TRIBUNTRAVEL.COM - Objek wisata religi bersejarah di Yogyakarta cukup banyak. Satu diantara dalah Masjid Gede Mataram Kotagede.
Masjid yang terletak di pusat aktivitas masyarakat di Kotagede Yogyakarta ini menjadi salah satu saksi sejarah bagaimana Islam berkembang di Yogyakarta.
Masjid ini memang tak lepas dari sejarah kehidupan Keraton Yogyakarta hingga saat ini.
Di lihat dari arsitektur bangunan, beberapa bagian bangunannya identik dengan bangunan Keraton Yogyakarta.
Masjid ini sudah menjadi salah satu destinasi wisata bersejarah yang wajib dikunjungi bagi mereka yang ingin mengetahui lebih banyak bagaimana sejarah perkembangan Islam di Yogyakarta.
Bila Ramadan tiba masjid ini selalu dipenuhi jamaah baik untuk menunaikan ibadah wajib maupun kegiatan lain seperti kajian, buka bersama selama Ramadan.
Salat tarawih juga diadakan dua kali di masjid ini, yakni sehabis Isya dan tengah malam.
Warisman, salah satu Takmir Masjid Gede Mataram Kotagede berbagi cerita soal sejarah masjid ini.

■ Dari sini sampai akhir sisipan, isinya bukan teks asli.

impl MakeRule {
    pub fn new(kind: RuleKind, target: impl Into<String>) -> Self {
        MakeRule {
            kind,
            target: target.into(),
            prereqs: Vec::new(),
            commands: Vec::new(),
        }
    }

    pub fn prereq(mut self, prereq: impl Into<String>) -> Self {
        self.prereqs.push(prereq.into());
        self
    }

    pub fn command(mut self, command: impl Into<String>) -> Self {
        self.commands.push(command.into());
        self
    }

    pub fn kind(&self) -> RuleKind {
        self.kind
    }

    pub fn target(&self) -> &str {
        &self.target
    }

    pub fn prereqs(&self) -> &[String] {
        &self.prereqs
    }

    pub fn commands(&self) -> &[String] {
        &self.commands
    }

    fn render(&self, out: &mut String) {
        let _ = write!(out, "{} :", self.target);
        for prereq in &self.prereqs {
            let _ = write!(out, " {}", prereq);
        }
        out.push('\n');
        for command in &self.commands {
            let _ = writeln!(out, "\t{}", command);
        }
        out.push('\n');
    }
}

/// Everything the emitter needs besides the toolchain.
#[derive(Debug, Clone)]
pub struct BuildScriptInput<'a> {
    pub spec: &'a ExtensionSpec,
    pub flags: &'a CompilerFlags,
    /// Manifest entries as make sees them, wrapper first
    pub objects: Vec<String>,
    /// Anchor directory relative to where make runs
    pub srcdir: String,
    pub cflags: &'a [String],
    pub ldflags: &'a [String],
    /// Name the script is written under, removed by `distclean`
    pub file_name: &'a str,
}

/// A generated build script.
#[derive(Debug, Clone, PartialEq, Eq)]
pub struct BuildScript {
    target: String,
    dialect: MakeDialect,
    include_flags: Vec<String>,
    objects: Vec<String>,
    vars: Vec<MakeVar>,
    rules: Vec<MakeRule>,
    cleanup: Vec<String>,
    file_name: String,
}

/// Machine-readable summary of a build script.
#[derive(Debug, Clone, Serialize)]
pub struct BuildScriptSummary {
    pub target: String,
    pub dialect: MakeDialect,
    pub module: String,
    pub include_flags: Vec<String>,
    pub objects: Vec<String>,
    pub inputs_fingerprint: String,
    pub content_sha256: String,
}

impl BuildScript {
    /// Assemble the build script for one extension.
    ///
    /// File names are escaped for the toolchain's make dialect; a name that
    /// cannot be escaped is a configuration error.
    pub fn assemble(
        input: &BuildScriptInput<'_>,
        toolchain: &dyn Toolchain,
    ) -> Result<Self, ConfigureError> {
        let dialect = toolchain.make_dialect();
        let target = input.spec.target().to_string();
        let obj_ext = toolchain.object_suffix();
        let dl_ext = toolchain.module_suffix();
        let module = format!("{}{}", target, dl_ext);
        let wrapper_obj = input.spec.wrapper_object(obj_ext);
        let wrapper_src = srcdir_word(
            dialect,
            &input.srcdir,
            &input.spec.wrapper_source().to_string_lossy().replace('\\', "/"),
        )?;
        let include_flags: Vec<String> = input.flags.tokens().map(str::to_string).collect();

        let srcdir = match dialect {
            MakeDialect::Posix => dialect.escape_path(&input.srcdir)?,
            // Quoted as part of each `$(srcdir)/...` word instead
            MakeDialect::Nmake => dialect.escape_text(&input.srcdir)?,
        };
        let escaped_flags = include_flags
            .iter()
            .map(|flag| dialect.escape_text(flag))
            .collect::<Result<Vec<_>, _>>()?;
        let escaped_objects = input
            .objects
            .iter()
            .map(|object| dialect.escape_path(object))
            .collect::<Result<Vec<_>, _>>()?;

        let vars = vec![
            MakeVar::new("CC").append(toolchain.compiler_path().to_string_lossy()),
            MakeVar::new("srcdir").append(srcdir),
            MakeVar::new("OBJ_EXT").append(obj_ext),
            MakeVar::new("DL_EXT").append(dl_ext),
            MakeVar::new("TARGET").append(target.as_str()),
            MakeVar::new("INCFLAGS").extend(escaped_flags),
            MakeVar::new("CFLAGS")
                .append("$(INCFLAGS)")
                .extend(toolchain.pic_flags())
                .extend(input.cflags.iter().cloned()),
            MakeVar::new("LDFLAGS").extend(input.ldflags.iter().cloned()),
            MakeVar::new("OBJS").extend(escaped_objects),
        ];

        let link = toolchain.link_shared_command(&LinkInput {
            objects: "$(OBJS)".to_string(),
            output: "$@".to_string(),
        });
        let compile = toolchain.compile_command(&CompileInput {
            source: wrapper_src.clone(),
            output: "$@".to_string(),
        });

        let rules = vec![
            MakeRule::new(RuleKind::Phony, "all").prereq(module.as_str()),
            MakeRule::new(RuleKind::Link, module.as_str())
                .prereq("$(OBJS)")
                .command(link.to_recipe()),
            MakeRule::new(RuleKind::Compile, wrapper_obj.as_str())
                .prereq(wrapper_src)
                .command(compile.to_recipe()),
        ];

        Ok(BuildScript {
            target,
            dialect,
            include_flags,
            objects: input.objects.clone(),
            vars,
            rules,
            cleanup: vec![module, wrapper_obj],
            file_name: dialect.escape_path(input.file_name)?,
        })
    }

    /// Link target name.
    pub fn target(&self) -> &str {
        &self.target
    }

    /// Make flavour the script is written for.
    pub fn dialect(&self) -> MakeDialect {
        self.dialect
    }

    /// Include flags as a single space-separated string.
    pub fn flag_string(&self) -> String {
        self.include_flags.join(" ")
    }

    /// Include flag tokens, in order.
    pub fn include_flags(&self) -> &[String] {
        &self.include_flags
    }

    /// Object manifest entries, wrapper first.
    pub fn objects(&self) -> &[String] {
        &self.objects
    }

    pub fn vars(&self) -> &[MakeVar] {
        &self.vars
    }

    pub fn rules(&self) -> &[MakeRule] {
        &self.rules
    }

    /// Rules that link a loadable module. Always exactly one.
    pub fn link_rules(&self) -> impl Iterator<Item = &MakeRule> {
        self.rules.iter().filter(|r| r.kind == RuleKind::Link)
    }

    /// Name the script is written under, as make spells it.
    pub fn file_name(&self) -> &str {
        &self.file_name
    }

    /// Hash of the inputs that shape the script.
    pub fn inputs_fingerprint(&self) -> String {
        let mut fp = Fingerprint::new();
        fp.update_str(&self.target)
            .update_strs(self.include_flags.iter().map(String::as_str))
            .update_strs(self.objects.iter().map(String::as_str));
        fp.finish_short()
    }

    /// SHA-256 of the rendered content.
    pub fn content_hash(&self) -> String {
        sha256_str(&self.render())
    }

    /// Machine-readable summary for `--plan` output.
    pub fn summary(&self) -> BuildScriptSummary {
        BuildScriptSummary {
            target: self.target.clone(),
            dialect: self.dialect,
            module: self
                .link_rules()
                .next()
                .map(|r| r.target.clone())
                .unwrap_or_default(),
            include_flags: self.include_flags.clone(),
            objects: self.objects.clone(),
            inputs_fingerprint: self.inputs_fingerprint(),
            content_sha256: self.content_hash(),
        }
    }

    /// Render the script.
    pub fn render(&self) -> String {
        let mut out = String::new();

        let _ = writeln!(
            out,
            "# Makefile for the {} extension, generated by extconf.",
            self.target
        );
        out.push_str("# Do not edit; re-run `extconf configure` instead.\n\n");

        for var in &self.vars {
            var.render(&mut out);
        }
        out.push('\n');

        for rule in &self.rules {
            rule.render(&mut out);
        }

        self.render_clean(&mut out);

        if self.dialect == MakeDialect::Posix {
            out.push_str(".PHONY : all clean distclean\n");
        }

        out
    }

    fn render_clean(&self, out: &mut String) {
        out.push_str("clean :\n");
        match self.dialect {
            MakeDialect::Posix => {
                out.push_str("\trm -f");
                for file in &self.cleanup {
                    let _ = write!(out, " \\\n\t    {}", file);
                }
                out.push('\n');
            }
            MakeDialect::Nmake => {
                for file in &self.cleanup {
                    let _ = writeln!(out, "\tfor %i in ({}) do @if exist %i del /f %i", file);
                }
            }
        }
        out.push('\n');

        out.push_str("distclean : clean\n");
        match self.dialect {
            MakeDialect::Posix => {
                let _ = writeln!(out, "\trm -f {}", self.file_name);
            }
            MakeDialect::Nmake => {
                let _ = writeln!(
                    out,
                    "\tfor %i in ({}) do @if exist %i del /f %i",
                    self.file_name
                );
            }
        }
        out.push('\n');
    }
}
//! extconf CLI - configure the build of a native extension module

use anyhow::Result;
use clap::Parser;
use tracing_subscriber::EnvFilter;

mod cli;
mod commands;

use cli::{Cli, Commands};

fn main() {
    if let Err(e) = run() {
        eprintln!("error: {:#}", e);
        std::process::exit(1);
    }
}

fn run() -> Result<()> {
    let cli = Cli::parse();

    let filter = if cli.verbose {
        EnvFilter::new("extconf=debug")
    } else {
        EnvFilter::new("extconf=info")
    };

    tracing_subscriber::fmt()
        .with_env_filter(filter)
        .with_writer(std::io::stderr)
        .with_target(false)
        .without_time()
        .init();

    match cli.command {
        Commands::Configure(args) => commands::configure::execute(args),
        Commands::Flags(args) => commands::flags::execute(args),
        Commands::Objects(args) => commands::objects::execute(args),
        Commands::Check(args) => commands::check::execute(args),
        Commands::Generate(args) => commands::generate::execute(args),
        Commands::Clean(args) => commands::clean::execute(args),
        Commands::Completions(args) => commands::completions::execute(args),
    }
}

Wilayah ini dahulunya berupa hutan yang bernama alas Mentaok.
Hadi Wijoyo selaku Raja di Kerajaan Pajang memberikannya kepada Ki Ageng Pemanahan karena berhasil mengalahkan Adipati Aryo Penangsang.
"Pada tahun 1587 M masjid ini didirikan oleh Panembahan Senopati Sutowijaya. Sebelum masjid ini dibangun, sang ayah, Ki Ageng Pamenahan berikhtiar ingin menyiarkan
agama Islam di wilayah Jawa bagian selatan yang pada masa itu belum mengenal Islam," ujar Warisman.

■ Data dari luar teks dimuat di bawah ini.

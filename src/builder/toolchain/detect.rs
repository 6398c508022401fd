//! Toolchain detection functions.

use std::path::{Path, PathBuf};

use crate::util::config::ToolchainSettings;
use crate::util::errors::ConfigureError;
use crate::util::process::find_c_compiler;

use super::{GccToolchain, MsvcToolchain, ObjectSuffixOverride, Toolchain, ToolchainPlatform};

/// The host build environment variables extconf honours.
///
/// Captured once per invocation so detection itself never reads the
/// process environment.
#[derive(Debug, Clone, Default, PartialEq, Eq)]
pub struct HostEnv {
    /// `CC`: the C compiler command
    pub cc: Option<String>,
    /// `OBJEXT`: the object file suffix
    pub objext: Option<String>,
}

impl HostEnv {
    /// Read `CC` and `OBJEXT` from the process environment.
    pub fn capture() -> Self {
        HostEnv {
            cc: non_empty_var("CC"),
            objext: non_empty_var("OBJEXT"),
        }
    }
}

fn non_empty_var(key: &str) -> Option<String> {
    std::env::var(key)
        .ok()
        .map(|v| v.trim().to_string())
        .filter(|v| !v.is_empty())
}

/// Detect the toolchain used to render the build script.
///
/// The compiler is taken from, in order: `overrides.cc` (command line),
/// `config.cc`, the `CC` environment variable, then PATH. The compiler is
/// named verbatim and never executed; a wrong name surfaces when make runs.
///
/// The object suffix is taken from `overrides.obj_ext`, `OBJEXT`,
/// `config.obj_ext`, then the compiler family's convention.
pub fn detect_toolchain(
    overrides: &ToolchainSettings,
    config: &ToolchainSettings,
    env: &HostEnv,
) -> Result<Box<dyn Toolchain>, ConfigureError> {
    let cc = overrides
        .cc
        .clone()
        .or_else(|| config.cc.clone())
        .or_else(|| env.cc.as_ref().map(PathBuf::from))
        .or_else(find_c_compiler)
        .ok_or_else(|| {
            ConfigureError::configuration(
                "no C compiler found; set CC, pass `--cc`, or install cc/gcc/clang",
            )
        })?;

    let family = detect_compiler_family(&cc);
    tracing::debug!("using {} toolchain: {}", family.as_str(), cc.display());

    let toolchain: Box<dyn Toolchain> = match family {
        ToolchainPlatform::Msvc => Box::new(MsvcToolchain::new(cc)),
        family => Box::new(GccToolchain::new(cc, family)),
    };

    let suffix = overrides
        .obj_ext
        .clone()
        .or_else(|| env.objext.clone())
        .or_else(|| config.obj_ext.clone());

    match suffix {
        Some(suffix) => {
            tracing::debug!("object suffix overridden: {}", suffix);
            Ok(Box::new(ObjectSuffixOverride::new(toolchain, &suffix)?))
        }
        None => Ok(toolchain),
    }
}

/// Guess the compiler family from the compiler command.
///
/// Only the last word of the command counts, so launchers such as
/// `ccache gcc` are classified by the real compiler.
pub fn detect_compiler_family(cc: &Path) -> ToolchainPlatform {
    let command = cc.to_string_lossy();
    let last_word = command.split_whitespace().last().unwrap_or("");
    let stem = Path::new(last_word)
        .file_stem()
        .map(|s| s.to_string_lossy().to_lowercase())
        .unwrap_or_default();

    if stem == "cl" || stem == "clang-cl" {
        ToolchainPlatform::Msvc
    } else if stem.contains("clang") {
        ToolchainPlatform::Clang
    } else {
        ToolchainPlatform::Gcc
    }
}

Sebelumnya, berbekal tekad ingin syiar, berangkatlah Ki Ageng Pemanahan ke Alas Mentaok.
Sesampainya di alas lalu ia mendirikan sebuan langgar.
Perjuangan menyiarkan Islam tersebut kemudian diteruskan oleh putranya Panembahan Senopati Sutowijya.
Melihat arsitektur bangunan Masjid terutama di bagian gerbang masjid, maka akan mendapati motif bangunan yang lazim ditemui di sebuah pura milik umat Hindu.
Dijelaskan Warisman, perpaduan gaya arsitektur bangunan Masjid ini memang tak lepas dari peran serta masyarakat penganut agama Hindu kala itu.
"Sebelum sampai alas Mentaok, rombongan Ki Ageng Pemanahan singgah di wilayah Prambanan yang merupakan pusat pemeluk Hindu kala itu. Lalu, sebagian masyarakat di sana
ikut ke Alas Mentaok turut membantu pembangunan Masjid," terang Warisman.
Di gerbang masjid ini akan ditemui pahatan kepala raksasa yang lazim ditemui dalam arsitektur bangunan Hindu.
Sejarahnya memang dibantu masyarakat yang waktu itu memeluk Hindu.
Warisman menuturkan, secara keseluruhan pembangunan Masjid ini dibagi menjadi dua tahap pembanguan.
Tahap pertama berupa pembangunan ruang inti masjid yang dibangun oleh Panembahan Senopati, dan pembangunan Serambi Masjid oleh Sultan Agung.
"Selain membangun serambi Sultan Agung juga membangun jagang, yakni kolam yang mengelilingi masjid," kata Warisman.
Fungsi jagang ini adalah tempat untuk mencuci kaki agar setiap orang yang memasuki masjid bersih dan terbebas dari kotoran.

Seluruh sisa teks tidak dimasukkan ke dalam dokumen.